Stored records

//! Fixer provider for the latest foreign exchange rates.
//!
//! Calls `GET /api/latest?access_key=..&base=..` on data.fixer.io. The API
//! always answers with HTTP 200 and reports failures inside the body:
//!
//! ```text
//! {"success": true,  "base": "ZAR", "date": "2024-03-01", "rates": {...}}
//! {"success": false, "error": {"code": 101, "type": "invalid_access_key", "info": "..."}}
//! ```

use async_trait::async_trait;
use chrono::NaiveDate;
use reqwest::{Client, StatusCode};
use rust_decimal::Decimal;
use serde::Deserialize;
use std::collections::HashMap;
use std::time::Duration;

use crate::errors::MarketDataError;
use crate::models::LatestRates;
use crate::provider::RateProvider;

/// Provider ID constant
const PROVIDER_ID: &str = "FIXER";

/// Default API root
const DEFAULT_BASE_URL: &str = "https://data.fixer.io/api";

/// Default HTTP request timeout
const REQUEST_TIMEOUT: Duration = Duration::from_secs(30);

/// Fixer error codes we map to dedicated variants.
const CODE_MISSING_ACCESS_KEY: i64 = 101;
const CODE_USAGE_LIMIT_REACHED: i64 = 104;
const CODE_INVALID_BASE_CURRENCY: i64 = 201;

/// Raw response from the `latest` endpoint.
#[derive(Debug, Deserialize)]
struct FixerResponse {
    success: bool,
    #[serde(default)]
    base: Option<String>,
    #[serde(default)]
    date: Option<NaiveDate>,
    #[serde(default)]
    rates: Option<HashMap<String, Decimal>>,
    #[serde(default)]
    error: Option<FixerErrorBody>,
}

#[derive(Debug, Deserialize)]
struct FixerErrorBody {
    code: i64,
    #[serde(default, rename = "type")]
    kind: Option<String>,
    #[serde(default)]
    info: Option<String>,
}

/// Fixer provider for exchange rates.
///
/// # Example
///
/// ```ignore
/// use pagefx_market_data::{FixerProvider, RateProvider};
///
/// let provider = FixerProvider::new();
/// let rates = provider.fetch_latest_rates("ZAR", "your_access_key").await?;
/// ```
pub struct FixerProvider {
    client: Client,
    base_url: String,
}

impl Default for FixerProvider {
    fn default() -> Self {
        Self::new()
    }
}

impl FixerProvider {
    /// Create a provider talking to the public Fixer API.
    pub fn new() -> Self {
        Self::with_base_url(DEFAULT_BASE_URL)
    }

    /// Create a provider talking to a different API root, e.g. a proxy.
    pub fn with_base_url(base_url: impl Into<String>) -> Self {
        let client = Client::builder()
            .timeout(REQUEST_TIMEOUT)
            .build()
            .unwrap_or_else(|_| Client::new());

        Self {
            client,
            base_url: base_url.into().trim_end_matches('/').to_string(),
        }
    }

    fn latest_url(&self, base_code: &str, access_key: &str) -> String {
        format!(
            "{}/latest?access_key={}&base={}",
            self.base_url,
            urlencoding::encode(access_key),
            urlencoding::encode(base_code)
        )
    }

    /// Turn a decoded response into rates, mapping Fixer error payloads.
    fn into_latest_rates(response: FixerResponse, base_code: &str) -> Result<LatestRates, MarketDataError> {
        if !response.success {
            return Err(Self::map_error_body(response.error, base_code));
        }

        let (date, rates) = match (response.date, response.rates) {
            (Some(date), Some(rates)) => (date, rates),
            _ => {
                return Err(MarketDataError::ProviderError {
                    provider: PROVIDER_ID.to_string(),
                    message: "Response is missing date or rates".to_string(),
                })
            }
        };

        let base = response.base.unwrap_or_else(|| base_code.to_string());
        Ok(LatestRates::new(base, date, rates))
    }

    fn map_error_body(error: Option<FixerErrorBody>, base_code: &str) -> MarketDataError {
        let Some(error) = error else {
            return MarketDataError::ProviderError {
                provider: PROVIDER_ID.to_string(),
                message: "Request failed without error details".to_string(),
            };
        };

        let info = error
            .info
            .or(error.kind)
            .unwrap_or_else(|| "unknown error".to_string());
        log::warn!("{} rejected request ({}): {}", PROVIDER_ID, error.code, info);

        match error.code {
            CODE_MISSING_ACCESS_KEY => MarketDataError::InvalidAccessKey {
                provider: PROVIDER_ID.to_string(),
            },
            CODE_USAGE_LIMIT_REACHED => MarketDataError::RateLimited {
                provider: PROVIDER_ID.to_string(),
            },
            CODE_INVALID_BASE_CURRENCY => MarketDataError::InvalidBaseCurrency(base_code.to_string()),
            code => MarketDataError::Rejected {
                provider: PROVIDER_ID.to_string(),
                code,
                info,
            },
        }
    }
}

#[async_trait]
impl RateProvider for FixerProvider {
    fn id(&self) -> &'static str {
        PROVIDER_ID
    }

    async fn fetch_latest_rates(
        &self,
        base_code: &str,
        access_key: &str,
    ) -> Result<LatestRates, MarketDataError> {
        if access_key.is_empty() {
            return Err(MarketDataError::InvalidAccessKey {
                provider: PROVIDER_ID.to_string(),
            });
        }

        let url = self.latest_url(base_code, access_key);
        log::debug!("Fetching latest rates from {} for base {}", PROVIDER_ID, base_code);

        let response = self.client.get(&url).send().await.map_err(|e| {
            if e.is_timeout() {
                MarketDataError::Timeout {
                    provider: PROVIDER_ID.to_string(),
                }
            } else {
                MarketDataError::Network(e)
            }
        })?;

        let status = response.status();
        if status == StatusCode::TOO_MANY_REQUESTS {
            return Err(MarketDataError::RateLimited {
                provider: PROVIDER_ID.to_string(),
            });
        }
        if !status.is_success() {
            return Err(MarketDataError::ProviderError {
                provider: PROVIDER_ID.to_string(),
                message: format!("HTTP {}", status),
            });
        }

        let body: FixerResponse = response.json().await.map_err(|e| {
            if e.is_decode() {
                MarketDataError::ProviderError {
                    provider: PROVIDER_ID.to_string(),
                    message: format!("Failed to parse response: {}", e),
                }
            } else {
                MarketDataError::Network(e)
            }
        })?;
        Self::into_latest_rates(body, base_code)
    }
}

(WORK TO BE COMPLETED) Write the data above out again in full, exactly.

(ANSWER SPACE)
//! Fixer provider for the latest foreign exchange rates.
//!
//! Calls `GET /api/latest?access_key=..&base=..` on data.fixer.io. The API
//! always answers with HTTP 200 and reports failures inside the body:
//!
//! ```text
//! {"success": true,  "base": "ZAR", "date": "2024-03-01", "rates": {...}}
//! {"success": false, "error": {"code": 101, "type": "invalid_access_key", "info": "..."}}
//! ```

use async_trait::async_trait;
use chrono::NaiveDate;
use reqwest::{Client, StatusCode};
use rust_decimal::Decimal;
use serde::Deserialize;
use std::collections::HashMap;
use std::time::Duration;

use crate::errors::MarketDataError;
use crate::models::LatestRates;
use crate::provider::RateProvider;

/// Provider ID constant
const PROVIDER_ID: &str = "FIXER";

/// Default API root
const DEFAULT_BASE_URL: &str = "https://data.fixer.io/api";

/// Default HTTP request timeout
const REQUEST_TIMEOUT: Duration = Duration::from_secs(30);

/// Fixer error codes we map to dedicated variants.
const CODE_MISSING_ACCESS_KEY: i64 = 101;
const CODE_USAGE_LIMIT_REACHED: i64 = 104;
const CODE_INVALID_BASE_CURRENCY: i64 = 201;

/// Raw response from the `latest` endpoint.
#[derive(Debug, Deserialize)]
struct FixerResponse {
    success: bool,
    #[serde(default)]
    base: Option<String>,
    #[serde(default)]
    date: Option<NaiveDate>,
    #[serde(default)]
    rates: Option<HashMap<String, Decimal>>,
    #[serde(default)]
    error: Option<FixerErrorBody>,
}

#[derive(Debug, Deserialize)]
struct FixerErrorBody {
    code: i64,
    #[serde(default, rename = "type")]
    kind: Option<String>,
    #[serde(default)]
    info: Option<String>,
}

/// Fixer provider for exchange rates.
///
/// # Example
///
/// ```ignore
/// use pagefx_market_data::{FixerProvider, RateProvider};
///
/// let provider = FixerProvider::new();
/// let rates = provider.fetch_latest_rates("ZAR", "your_access_key").await?;
/// ```
pub struct FixerProvider {
    client: Client,
    base_url: String,
}

impl Default for FixerProvider {
    fn default() -> Self {
        Self::new()
    }
}

impl FixerProvider {
    /// Create a provider talking to the public Fixer API.
    pub fn new() -> Self {
        Self::with_base_url(DEFAULT_BASE_URL)
    }

    /// Create a provider talking to a different API root, e.g. a proxy.
    pub fn with_base_url(base_url: impl Into<String>) -> Self {
        let client = Client::builder()
            .timeout(REQUEST_TIMEOUT)
            .build()
            .unwrap_or_else(|_| Client::new());

        Self {
            client,
            base_url: base_url.into().trim_end_matches('/').to_string(),
        }
    }

    fn latest_url(&self, base_code: &str, access_key: &str) -> String {
        format!(
            "{}/latest?access_key={}&base={}",
            self.base_url,
            urlencoding::encode(access_key),
            urlencoding::encode(base_code)
        )
    }

    /// Turn a decoded response into rates, mapping Fixer error payloads.
    fn into_latest_rates(response: FixerResponse, base_code: &str) -> Result<LatestRates, MarketDataError> {
        if !response.success {
            return Err(Self::map_error_body(response.error, base_code));
        }

        let (date, rates) = match (response.date, response.rates) {
            (Some(date), Some(rates)) => (date, rates),
            _ => {
                return Err(MarketDataError::ProviderError {
                    provider: PROVIDER_ID.to_string(),
                    message: "Response is missing date or rates".to_string(),
                })
            }
        };

        let base = response.base.unwrap_or_else(|| base_code.to_string());
        Ok(LatestRates::new(base, date, rates))
    }

    fn map_error_body(error: Option<FixerErrorBody>, base_code: &str) -> MarketDataError {
        let Some(error) = error else {
            return MarketDataError::ProviderError {
                provider: PROVIDER_ID.to_string(),
                message: "Request failed without error details".to_string(),
            };
        };

        let info = error
            .info
            .or(error.kind)
            .unwrap_or_else(|| "unknown error".to_string());
        log::warn!("{} rejected request ({}): {}", PROVIDER_ID, error.code, info);

        match error.code {
            CODE_MISSING_ACCESS_KEY => MarketDataError::InvalidAccessKey {
                provider: PROVIDER_ID.to_string(),
            },
            CODE_USAGE_LIMIT_REACHED => MarketDataError::RateLimited {
                provider: PROVIDER_ID.to_string(),
            },
            CODE_INVALID_BASE_CURRENCY => MarketDataError::InvalidBaseCurrency(base_code.to_string()),
            code => MarketDataError::Rejected {
                provider: PROVIDER_ID.to_string(),
                code,
                info,
            },
        }
    }
}

#[async_trait]
impl RateProvider for FixerProvider {
    fn id(&self) -> &'static str {
        PROVIDER_ID
    }

    async fn fetch_latest_rates(
        &self,
        base_code: &str,
        access_key: &str,
    ) -> Result<LatestRates, MarketDataError> {
        if access_key.is_empty() {
            return Err(MarketDataError::InvalidAccessKey {
                provider: PROVIDER_ID.to_string(),
            });
        }

        let url = self.latest_url(base_code, access_key);
        log::debug!("Fetching latest rates from {} for base {}", PROVIDER_ID, base_code);

        let response = self.client.get(&url).send().await.map_err(|e| {
            if e.is_timeout() {
                MarketDataError::Timeout {
                    provider: PROVIDER_ID.to_string(),
                }
            } else {
                MarketDataError::Network(e)
            }
        })?;

        let status = response.status();
        if status == StatusCode::TOO_MANY_REQUESTS {
            return Err(MarketDataError::RateLimited {
                provider: PROVIDER_ID.to_string(),
            });
        }
        if !status.is_success() {
            return Err(MarketDataError::ProviderError {
                provider: PROVIDER_ID.to_string(),
                message: format!("HTTP {}", status),
            });
        }

        let body: FixerResponse = response.json().await.map_err(|e| {
            if e.is_decode() {
                MarketDataError::ProviderError {
                    provider: PROVIDER_ID.to_string(),
                    message: format!("Failed to parse response: {}", e),
                }
            } else {
                MarketDataError::Network(e)
            }
        })?;
        Self::into_latest_rates(body, base_code)
    }
}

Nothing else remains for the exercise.